# Z79.899



## narsenault (Mar 7, 2019)

There is a debate in my department of when you can assign Z79.899 to cover the medical necessity for outpatient services. Some of my peers believe you can only assign Z79.899 per a short list in the appendix in the back of the Optum ICD-10-CM Expert codebook. I believe, per coding guidelines, coding clinic, and the description of the code (other long term (current) drug therapy), it can be assigned. Provided there is supported documentation of a medication not applying to a more specified Z79.xxx code. (ex: Z79.01 for someone prescribed Coumadin.)

Please provide me with anything in regard to Z79.899.


----------



## pscanlan (Mar 12, 2019)

When I coded pain management, this code was often a supporting diagnosis. I usually used whatever pain code was most accurate (m54.5, M79.7 etc, etc), followed by Z79.899 or Z79.891 depending on the patient's medication regimen. That said, it was always a supporting diagnosis, never primary. It might be okay for primary for drug testing or something of the sort. 

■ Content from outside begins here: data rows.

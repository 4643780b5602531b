//! Line-oriented request session over any async byte stream
//!
//! Feeds stdin (or a pipe, or an in-memory buffer in tests) through the
//! engine one line at a time and writes one response frame per request.

mod connection;
mod handler;

use crate::config::SessionConfig;
use crate::engine::Engine;
use tokio::io::{AsyncRead, AsyncWrite};
use tokio_util::sync::CancellationToken;
use tracing::info;

/// One request/response session
pub struct Session {
    pub(crate) config: SessionConfig,
    pub(crate) engine: Engine,
    pub(crate) metrics_enabled: bool,
    pub(crate) interactive: bool,
    pub(crate) cancel_token: CancellationToken,
}

impl Session {
    /// Create a non-interactive session with metrics enabled
    pub fn new(config: SessionConfig, engine: Engine, cancel_token: CancellationToken) -> Self {
        Self {
            config,
            engine,
            metrics_enabled: true,
            interactive: false,
            cancel_token,
        }
    }

    /// Print banner and prompts (for a terminal)
    #[must_use]
    pub fn interactive(mut self, interactive: bool) -> Self {
        self.interactive = interactive;
        self
    }

    /// Allow the `stats` command
    #[must_use]
    pub fn metrics_enabled(mut self, enabled: bool) -> Self {
        self.metrics_enabled = enabled;
        self
    }

    /// Run until EOF, `quit`, or cancellation
    pub async fn run<R, W>(&self, reader: R, writer: W) -> anyhow::Result<()>
    where
        R: AsyncRead + Unpin,
        W: AsyncWrite + Unpin,
    {
        info!(interactive = self.interactive, "Session started");
        let result = connection::handle(self, reader, writer).await;
        info!(keys = self.engine.store().size(), "Session ended");
        result
    }
}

I do not have the Optum book, so I really can't help you with the shortlist you reference. What procedure are you trying to justify with Z79.899 as the solo or primary Dx?


----------



## narsenault (Mar 13, 2019)

pscanlan said:


> When I coded pain management, this code was often a supporting diagnosis. I usually used whatever pain code was most accurate (m54.5, M79.7 etc, etc), followed by Z79.899 or Z79.891 depending on the patient's medication regimen. That said, it was always a supporting diagnosis, never primary. It might be okay for primary for drug testing or something of the sort.
> 
> I do not have the Optum book, so I really can't help you with the shortlist you reference. What procedure are you trying to justify with Z79.899 as the solo or primary Dx?

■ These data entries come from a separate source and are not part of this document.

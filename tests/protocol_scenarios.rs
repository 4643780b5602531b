//! End-to-end request scenarios through both syntaxes

use rustdis::Engine;
use rustdis::dispatch::execute;
use rustdis::protocol::{Command, Reply, structured, text};
use rustdis::store::MemoryStore;
use std::collections::HashSet;
use std::sync::Arc;
use std::thread;

// =============================================================================
// Literal transcripts
// =============================================================================

#[test]
fn test_text_transcript() {
    let engine = Engine::new();
    let transcript = [
        ("SET nome Lucas", "OK"),
        ("GET nome", "\"Lucas\""),
        ("EXISTS nome", "1"),
        ("KEYS", "1) \"nome\""),
        ("DEL nome", "1"),
        ("DEL nome", "0"),
        ("SIZE", "0"),
        ("KEYS", ""),
        ("GET nome", "null"),
        ("PING", "PONG"),
        ("SET nome \"João Silva\"", "OK"),
        ("GET nome", "\"João Silva\""),
        ("FLUSH", "OK"),
    ];
    for (request, expected) in transcript {
        assert_eq!(engine.handle_text(request), expected, "request: {request}");
    }
}

#[test]
fn test_structured_transcript() {
    let engine = Engine::new();
    let transcript = [
        (
            r#"{"command":"SET","args":{"key":"test","value":"json_value"}}"#,
            r#""OK""#,
        ),
        (r#"{"command":"GET","args":{"key":"test"}}"#, r#""json_value""#),
        (r#"{"command":"GET","args":{"key":"nope"}}"#, "null"),
        (r#"{"command":"EXISTS","args":{"key":"test"}}"#, "true"),
        (r#"{"command":"KEYS"}"#, r#"["test"]"#),
        (r#"{"command":"SIZE"}"#, "1"),
        (r#"{"command":"DEL","args":{"key":"test"}}"#, "true"),
        (r#"{"command":"DEL","args":{"key":"test"}}"#, "false"),
        (r#"{"command":"KEYS"}"#, "[]"),
        (r#"{"command":"PING"}"#, r#""PONG""#),
        (r#"{"command":"FLUSH"}"#, r#""OK""#),
    ];
    for (request, expected) in transcript {
        assert_eq!(engine.handle_structured(request), expected, "request: {request}");
    }
}

#[test]
fn test_malformed_requests() {
    let engine = Engine::new();
    engine.handle_text("SET keep me");

    for request in ["GET", "SET onlykey", "NOPE", "DEL a b", "SET k \"open"] {
        let response = engine.handle_text(request);
        assert!(response.starts_with("(error) "), "{request} -> {response}");
        assert!(!response.contains('\n'));
    }
    for request in [
        "{",
        r#"{"command":"GET"}"#,
        r#"{"command":"NOPE"}"#,
        r#"{"command":"SET","args":{"key":"","value":"v"}}"#,
    ] {
        let response = engine.handle_structured(request);
        let parsed: serde_json::Value = serde_json::from_str(&response).unwrap();
        assert!(parsed["error"].is_string(), "{request} -> {response}");
    }

    assert_eq!(engine.store().size(), 1);
    assert_eq!(engine.handle_text("GET keep"), "\"me\"");
}

// =============================================================================
// Properties
// =============================================================================

#[test]
fn test_round_trip_across_codecs() {
    let values = [
        "simple",
        "with spaces",
        "{'nome': 'João', 'email': 'joao@email.com'}",
        "quote \" and backslash \\",
        "",
    ];
    let engine = Engine::new();

    for (i, value) in values.iter().enumerate() {
        let key = format!("usuario:{i}");

        // SET via JSON, GET via text
        let doc = serde_json::json!({"command": "SET", "args": {"key": key, "value": value}});
        assert_eq!(engine.handle_structured(&doc.to_string()), r#""OK""#);
        let text_reply = engine.handle_text(&format!("GET {key}"));
        match text::parse(&format!("SET {key} {text_reply}")) {
            Ok(Command::Set { value: decoded, .. }) => assert_eq!(decoded, *value),
            other => panic!("unexpected: {:?}", other),
        }

        // SET via text, GET via JSON
        let quoted = text::encode(&Reply::Value(Some((*value).to_string())));
        assert_eq!(engine.handle_text(&format!("SET {key} {quoted}")), "OK");
        let doc = serde_json::json!({"command": "GET", "args": {"key": key}});
        let json_reply: serde_json::Value =
            serde_json::from_str(&engine.handle_structured(&doc.to_string())).unwrap();
        assert_eq!(json_reply, serde_json::Value::String((*value).to_string()));
    }
}

#[test]
fn test_same_command_from_both_syntaxes() {
    assert_eq!(
        text::parse("SET config:timeout 30").unwrap(),
        structured::parse(r#"{"command": "SET", "args": {"key": "config:timeout", "value": "30"}}"#)
            .unwrap()
    );
    assert_eq!(
        text::parse("exists k").unwrap(),
        structured::parse(r#"{"command": "EXISTS", "args": {"key": "k"}}"#).unwrap()
    );
}

#[test]
fn test_flush_clears_fully() {
    let store = MemoryStore::new();
    for i in 0..100 {
        execute(
            Command::Set {
                key: format!("k{i}"),
                value: format!("v{i}"),
            },
            &store,
        );
    }
    execute(Command::Flush, &store);
    assert_eq!(execute(Command::Size, &store), Reply::Count(0));
    assert_eq!(execute(Command::Keys, &store), Reply::KeyList(Vec::new()));
}

#[test]
fn test_exists_reflects_presence() {
    let engine = Engine::new();
    for i in 0..20 {
        engine.handle_text(&format!("SET k{i} v"));
    }
    for i in (0..20).step_by(3) {
        engine.handle_text(&format!("DEL k{i}"));
    }
    for i in 0..25 {
        let key = format!("k{i}");
        let exists = engine.handle_text(&format!("EXISTS {key}")) == "1";
        let present = engine.handle_text(&format!("GET {key}")) != "null";
        assert_eq!(exists, present, "key {key}");
    }
}

// =============================================================================
// Concurrency
// =============================================================================

#[test]
fn test_concurrent_sessions_share_store() {
    let engine = Engine::new();
    let handles: Vec<_> = (0..10)
        .map(|i| {
            let engine = engine.clone();
            thread::spawn(move || {
                for j in 0..50 {
                    let line = format!("SET thread:{i}:{j} valor_{j}");
                    assert_eq!(engine.handle_line(&line), "OK");
                }
            })
        })
        .collect();
    for handle in handles {
        handle.join().unwrap();
    }

    assert_eq!(engine.handle_text("SIZE"), "500");
    assert_eq!(engine.handle_text("GET thread:3:49"), "\"valor_49\"");
}

#[test]
fn test_concurrent_reads_consistent_snapshot() {
    let store = Arc::new(MemoryStore::new());
    for i in 0..64 {
        store.set(format!("k{i}"), format!("v{i}"));
    }
    let expected: HashSet<String> = (0..64).map(|i| format!("k{i}")).collect();

    let readers: Vec<_> = (0..8)
        .map(|_| {
            let store = Arc::clone(&store);
            let expected = expected.clone();
            thread::spawn(move || {
                for i in 0..64 {
                    let key = format!("k{i}");
                    assert_eq!(store.get(&key), Some(format!("v{i}")));
                    assert!(store.exists(&key));
                    assert_eq!(store.size(), 64);
                    let keys: HashSet<String> = store.keys().into_iter().collect();
                    assert_eq!(keys, expected);
                }
            })
        })
        .collect();
    for reader in readers {
        reader.join().unwrap();
    }
}

#[test]
fn test_concurrent_writes_same_key_last_writer_wins() {
    let engine = Engine::new();
    let handles: Vec<_> = (0..8)
        .map(|i| {
            let engine = engine.clone();
            thread::spawn(move || {
                for _ in 0..100 {
                    engine.execute(Command::Set {
                        key: "contended".to_string(),
                        value: format!("writer{i}"),
                    });
                }
            })
        })
        .collect();
    for handle in handles {
        handle.join().unwrap();
    }

    match engine.execute(Command::Get {
        key: "contended".to_string(),
    }) {
        Reply::Value(Some(v)) => assert!(v.starts_with("writer")),
        other => panic!("unexpected: {:?}", other),
    }
    assert_eq!(engine.store().size(), 1);
}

Thank you so much for replying,
This usually is for a secondary diagnosis code for ED and Surgical encounter types. We are also questioning when for ancillary services- labs, like Vitamin D. Our goal is to be compliant when covering for medical necessity per the LCD and NCD policies by our Medicare carrier in our region. We have National Government Services, NGS for our region. 
Please let me know if you have any other questions.


----------



## kbus28 (Apr 16, 2020)

I am billing for a Pain Management provider and we are having a debate on what the primary DX code would be for a urine drug screen (80307) done in the office at the same time as an f/u office visit.  We have an insurance denying 80307 with primary DX of Z79.891- stating it is invalid DX (secondary DX codes are the conditions the PT is being treated for).  In the past this particular insurance paid the 80307 but that was ONLY with the condition or pain DX codes.  

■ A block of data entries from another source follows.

//! Storage layer for rustdis

mod memory;

pub use memory::MemoryStore;
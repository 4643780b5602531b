//! Per-line handling: session commands first, then the engine

use super::Session;
use crate::protocol::{Reply, ResponseWriter};

pub(crate) const BANNER: &str = "Welcome to rustdis - an in-memory key-value cache.\n\
Type 'help' for available commands or 'quit' to exit.\n";

const HELP: &str = "\
Available commands:
  GET <key>           - Get value by key
  SET <key> <value>   - Set key-value pair (quote values with spaces)
  DEL <key>           - Delete key
  EXISTS <key>        - Check if key exists
  KEYS                - List all keys
  FLUSH               - Clear all data
  SIZE                - Get number of keys
  PING                - Test connection
  stats               - Show metrics
  help                - Show this help
  quit/exit           - End the session

JSON requests are accepted too:
  {\"command\": \"GET\", \"args\": {\"key\": \"mykey\"}}
";

/// Whether the session keeps reading after a line
#[derive(Debug, Clone, Copy, PartialEq, Eq)]
pub(crate) enum Flow {
    Continue,
    Quit,
}

/// Handle one raw input line (newline already removed)
pub(crate) fn handle_line(session: &Session, raw: &[u8], response: &mut ResponseWriter) -> Flow {
    let decoded = String::from_utf8_lossy(raw);
    let line = decoded.trim_ascii();

    if line.is_empty() {
        return Flow::Continue;
    }

    if line.eq_ignore_ascii_case("quit") || line.eq_ignore_ascii_case("exit") {
        return Flow::Quit;
    }

    if line.eq_ignore_ascii_case("help") {
        response.line(HELP);
    } else if line.eq_ignore_ascii_case("stats") {
        if session.metrics_enabled {
            response.line(&session.engine.metrics().gather());
        } else {
            response.text(&Reply::Error("metrics are disabled".to_string()));
        }
    } else {
        session.engine.handle_into(line, response);
    }

    Flow::Continue
}
//! Protocol-agnostic command and reply types
//!
//! Both wire syntaxes parse into [`Command`] and encode from [`Reply`].

use crate::ProtocolError;

/// Parsed request
#[derive(Debug, Clone, PartialEq, Eq)]
pub enum Command {
    /// GET <key>
    Get { key: String },

    /// SET <key> <value>
    Set { key: String, value: String },

    /// DEL <key>
    Del { key: String },

    /// EXISTS <key>
    Exists { key: String },

    /// KEYS
    Keys,

    /// FLUSH
    Flush,

    /// SIZE
    Size,

    /// PING
    Ping,
}

impl Command {
    /// Canonical upper-case verb
    pub fn name(&self) -> &'static str {
        match self {
            Command::Get { .. } => "GET",
            Command::Set { .. } => "SET",
            Command::Del { .. } => "DEL",
            Command::Exists { .. } => "EXISTS",
            Command::Keys => "KEYS",
            Command::Flush => "FLUSH",
            Command::Size => "SIZE",
            Command::Ping => "PING",
        }
    }

    /// Returns true if executing this command can change the store
    pub fn is_write(&self) -> bool {
        matches!(
            self,
            Command::Set { .. } | Command::Del { .. } | Command::Flush
        )
    }
}

/// Outcome of one command
#[derive(Debug, Clone, PartialEq, Eq)]
pub enum Reply {
    /// GET result; `None` when the key is absent
    Value(Option<String>),
    Ok,
    Bool(bool),
    Count(usize),
    KeyList(Vec<String>),
    Pong,
    Error(String),
}

impl From<ProtocolError> for Reply {
    fn from(err: ProtocolError) -> Self {
        Reply::Error(err.to_string())
    }
}

/// Reject keys that fail the store's precondition
pub fn validate_key(key: &str) -> Result<(), ProtocolError> {
    if key.is_empty() {
        return Err(ProtocolError::EmptyKey);
    }
    Ok(())
}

I am now being asked to submit corrected claims with the condition/pain DX primary and Z79.891 secondary.  The reason the urine test is being done is to verify what drugs the PT is or is no taking, therefore I feel Z code should be the primary DX.  Below is an example portion of the note regarding the drug screen.  



Any help or opinions would be appreciated because I am not sure if I am correct!!  Thanks!!


----------



## thomas7331 (Apr 16, 2020)

Based on the statement in the record here, '_looking for consistent results...for the prescribed medications_', I would code Z51.81 - _Encounter for therapeutic drug level monitoring - _as the primary code, with the appropriate Z79- codes for the particular prescribed drugs that the patient is taking as secondary codes per the 'code also' note under Z51.81 for the testing.  But codes for the pain conditions would also be appropriate if the record shows that is also being evaluated or managed at the same encounter.


----------



## mvillareal (Aug 18, 2022)

If we have a patient that is on a non insulin injectable medication do will use Z79.899 (other long term drug therapy dx)


----------



## lgardner (Aug 18, 2022)

mvillareal said:


> If we have a patient that is on a non insulin injectable medication do will use Z79.899 (other long term drug therapy dx)


yes, per ICD-10 guidelines:

Additional code(s) should be assigned from category Z79 to identify the long-term (current) use of insulin, oral hypoglycemic drugs, or injectable non-insulin antidiabetic, as follows:
If the patient is treated with both oral medications and insulin, both code Z79.4, Long term (current) use of insulin, and code Z79.84, Long term (current) use of oral hypoglycemic drugs, should be assigned.
If the patient is treated with both insulin and an injectable non-insulin antidiabetic drug, assign codes Z79.4, Long term (current) use of insulin, and Z79.899, Other long term (current) drug therapy.
If the patient is treated with both oral hypoglycemic drugs and an injectable non-insulin antidiabetic drug, assign codes Z79.84, Long term (current) use of oral hypoglycemic drugs, and Z79.899, Other long term (current) drug therapy.


----------